_ABOUT THIS TASK_.
Return only what lies between the first line of the entries and the line containing "step in milliseconds", both lines included.

_DATA FOR THIS TASK_.
********

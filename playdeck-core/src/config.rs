use crate::clock::PlaybackClock;
use crate::error::{CoreError, Result};
use crate::lyrics::{BeforeFirstLine, LyricLine, Lyrics};
use crate::playback::TrackInfo;
use crate::time::duration_from_secs_f64;
use const_format::concatcp;
use serde::{Deserialize, Serialize};
use std::fs;
use std::path::{Path, PathBuf};
use std::time::Duration;
use tracing::warn;

/// How far an LRC `[length:]` tag may drift from `duration_secs` before warning
const LENGTH_MISMATCH_TOLERANCE: Duration = Duration::from_secs(1);

/// Default playback clock step in milliseconds
pub const DEFAULT_TICK_INTERVAL_MS: u64 = 100;

/// Main configuration structure
#[derive(Debug, Clone, Serialize, Deserialize)]
pub struct PlaydeckConfig {
    pub track: TrackConfig,
    #[serde(default)]
    pub playback: PlaybackConfig,
    #[serde(default)]
    pub logging: LoggingConfig,
}

/// The single track shown and played by the app
#[derive(Debug, Clone, Default, Serialize, Deserialize)]
pub struct TrackConfig {
    #[serde(default)]
    pub title: String,
    #[serde(default)]
    pub artist: String,
    /// Album art, any URI the webview can load
    #[serde(default)]
    pub cover_uri: String,
    /// Relative paths are resolved against the config directory
    #[serde(default)]
    pub audio_path: PathBuf,
    #[serde(default)]
    pub duration_secs: f64,
    /// LRC file; takes precedence over inline `lyrics`
    #[serde(default)]
    pub lyrics_path: Option<PathBuf>,
    #[serde(default)]
    pub lyrics: Vec<LyricEntry>,
}

/// One inline lyric line
#[derive(Debug, Clone, PartialEq, Serialize, Deserialize)]
pub struct LyricEntry {
    /// Seconds from the start of the track
    pub time: f64,
    pub text: String,
}

#[derive(Debug, Clone, Serialize, Deserialize)]
pub struct PlaybackConfig {
    #[serde(default = "default_tick_interval")]
    pub tick_interval_ms: u64,
    #[serde(default)]
    pub before_first_line: BeforeFirstLine,
}

const fn default_tick_interval() -> u64 {
    DEFAULT_TICK_INTERVAL_MS
}

impl Default for PlaybackConfig {
    fn default() -> Self {
        Self {
            tick_interval_ms: default_tick_interval(),
            before_first_line: BeforeFirstLine::default(),
        }
    }
}

#[derive(Debug, Clone, Default, Serialize, Deserialize)]
pub struct LoggingConfig {
    /// Also write logs to `~/.config/playdeck/playdeck.log`
    #[serde(default)]
    pub enabled: bool,
}

impl PlaydeckConfig {
    /// Get the configuration directory path (~/.config/playdeck/)
    #[must_use]
    pub fn config_dir() -> PathBuf {
        crate::paths::config_dir()
    }

    /// Get the config file path (~/.config/playdeck/config.toml)
    #[must_use]
    pub fn config_path() -> PathBuf {
        crate::paths::config_path()
    }

    /// Load config from file or create template on first run
    ///
    /// # Errors
    ///
    /// Returns [`CoreError::ConfigNotFound`] after writing the template on
    /// first run, or an error if the file cannot be read or parsed.
    pub fn load_or_create() -> Result<Self> {
        let config_path = Self::config_path();

        if !config_path.exists() {
            if let Some(parent) = config_path.parent() {
                fs::create_dir_all(parent)?;
            }
            fs::write(&config_path, CONFIG_TEMPLATE)?;

            return Err(CoreError::ConfigNotFound { path: config_path });
        }

        Self::load_from(&config_path)
    }

    /// Load config from an explicit path
    ///
    /// # Errors
    ///
    /// Returns an error if the file cannot be read or is not valid TOML.
    pub fn load_from(path: &Path) -> Result<Self> {
        let content = fs::read_to_string(path)?;
        Self::from_toml_str(&content)
    }

    /// Parse config from a TOML string
    ///
    /// # Errors
    ///
    /// Returns [`CoreError::ConfigParseError`] on TOML syntax or type errors.
    pub fn from_toml_str(content: &str) -> Result<Self> {
        Ok(toml::from_str(content)?)
    }

    /// Collect every required field that is missing or empty
    ///
    /// Title and artist may be left blank when an LRC file is set; its
    /// `[ti:]` and `[ar:]` tags fill them in.
    #[must_use]
    pub fn missing_fields(&self) -> Vec<String> {
        let mut missing = Vec::new();
        let tags_available = self.track.lyrics_path.is_some();

        if self.track.title.trim().is_empty() && !tags_available {
            missing.push("track.title".to_string());
        }
        if self.track.artist.trim().is_empty() && !tags_available {
            missing.push("track.artist".to_string());
        }
        if self.track.audio_path.as_os_str().is_empty() {
            missing.push("track.audio_path".to_string());
        }
        if !(self.track.duration_secs.is_finite() && self.track.duration_secs > 0.0) {
            missing.push("track.duration_secs".to_string());
        }

        missing
    }

    /// Check required fields and value ranges
    ///
    /// # Errors
    ///
    /// Returns [`CoreError::ConfigMissingField`] for the first missing field,
    /// or [`CoreError::ConfigInvalid`] for an out-of-range value.
    pub fn validate(&self) -> Result<()> {
        if let Some(field) = self.missing_fields().into_iter().next() {
            return Err(CoreError::ConfigMissingField { field });
        }
        if Duration::try_from_secs_f64(self.track.duration_secs).is_err() {
            return Err(CoreError::ConfigInvalid {
                message: "track.duration_secs is too large".to_string(),
            });
        }
        if self.playback.tick_interval_ms == 0 {
            return Err(CoreError::ConfigInvalid {
                message: "playback.tick_interval_ms must be greater than 0".to_string(),
            });
        }
        if let Some(entry) = self
            .track
            .lyrics
            .iter()
            .find(|entry| !entry.time.is_finite() || entry.time < 0.0)
        {
            return Err(CoreError::ConfigInvalid {
                message: format!("track.lyrics entry {:?} has a negative time", entry.text),
            });
        }
        Ok(())
    }

    /// Track length
    #[must_use]
    pub fn duration(&self) -> Duration {
        duration_from_secs_f64(self.track.duration_secs)
    }

    /// Build the track description, resolving the audio path against `base_dir`
    ///
    /// Blank title and artist fields are taken from the lyrics' ID tags.
    #[must_use]
    pub fn track_info(&self, base_dir: &Path, lyrics: &Lyrics) -> TrackInfo {
        let metadata = lyrics.metadata();
        let duration = self.duration();

        if let Some(length) = metadata.length {
            if length.max(duration) - length.min(duration) > LENGTH_MISMATCH_TOLERANCE {
                warn!("Lyrics length {length:?} does not match track.duration_secs {duration:?}");
            }
        }

        TrackInfo::new(
            fill_blank(&self.track.title, metadata.title.as_deref()),
            fill_blank(&self.track.artist, metadata.artist.as_deref()),
            self.track.cover_uri.clone(),
            resolve_path(base_dir, &self.track.audio_path),
            duration,
        )
    }

    /// Load lyrics from `lyrics_path` if set, otherwise from the inline lines
    ///
    /// # Errors
    ///
    /// Returns an error if the LRC file cannot be read or contains no timed lines.
    pub fn load_lyrics(&self, base_dir: &Path) -> Result<Lyrics> {
        if let Some(path) = &self.track.lyrics_path {
            let path = resolve_path(base_dir, path);
            let content = fs::read_to_string(&path)?;
            return Lyrics::parse_lrc(&content);
        }

        Ok(Lyrics::new(self.track.lyrics.iter().map(|entry| {
            LyricLine::new(duration_from_secs_f64(entry.time), entry.text.clone())
        })))
    }

    /// Playback clock with the configured step
    #[must_use]
    pub fn clock(&self) -> PlaybackClock {
        PlaybackClock::new(Duration::from_millis(self.playback.tick_interval_ms))
    }
}

fn fill_blank(configured: &str, tag: Option<&str>) -> String {
    match tag {
        Some(tag) if configured.trim().is_empty() => tag.to_string(),
        _ => configured.to_string(),
    }
}

fn resolve_path(base_dir: &Path, path: &Path) -> PathBuf {
    if path.is_absolute() {
        path.to_path_buf()
    } else {
        base_dir.join(path)
    }
}

/// Template written on first run
pub const CONFIG_TEMPLATE: &str = concatcp!(
    r#"# Playdeck Configuration
# ~/.config/playdeck/config.toml

[track]
# Required
title = ""
artist = ""
# Audio file to play; relative paths are resolved against this directory
audio_path = ""
# Track length in seconds
duration_secs = 0
# Album art: an https:// URL or a file:// URI
cover_uri = ""
# Optional: LRC file with time-synced lyrics (takes precedence over inline lines)
# lyrics_path = "lyrics.lrc"

# Inline lyric lines, in seconds from the start of the track
# [[track.lyrics]]
# time = 0.0
# text = "First line"
#
# [[track.lyrics]]
# time = 4.5
# text = "Second line"

[playback]
# Clock step used while the audio output does not report its own position
tick_interval_ms = "#,
    DEFAULT_TICK_INTERVAL_MS,
    r#"
# Line highlighted before the first timestamp: "last_line" or "first_line"
before_first_line = "last_line"

[logging]
# Also write logs to ~/.config/playdeck/playdeck.log
enabled = false
"#
);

********

_SOLUTION_.
filename playdeck-core/src/config.rs
use crate::clock::PlaybackClock;
use crate::error::{CoreError, Result};
use crate::lyrics::{BeforeFirstLine, LyricLine, Lyrics};
use crate::playback::TrackInfo;
use crate::time::duration_from_secs_f64;
use const_format::concatcp;
use serde::{Deserialize, Serialize};
use std::fs;
use std::path::{Path, PathBuf};
use std::time::Duration;
use tracing::warn;

/// How far an LRC `[length:]` tag may drift from `duration_secs` before warning
const LENGTH_MISMATCH_TOLERANCE: Duration = Duration::from_secs(1);

/// Default playback clock step in milliseconds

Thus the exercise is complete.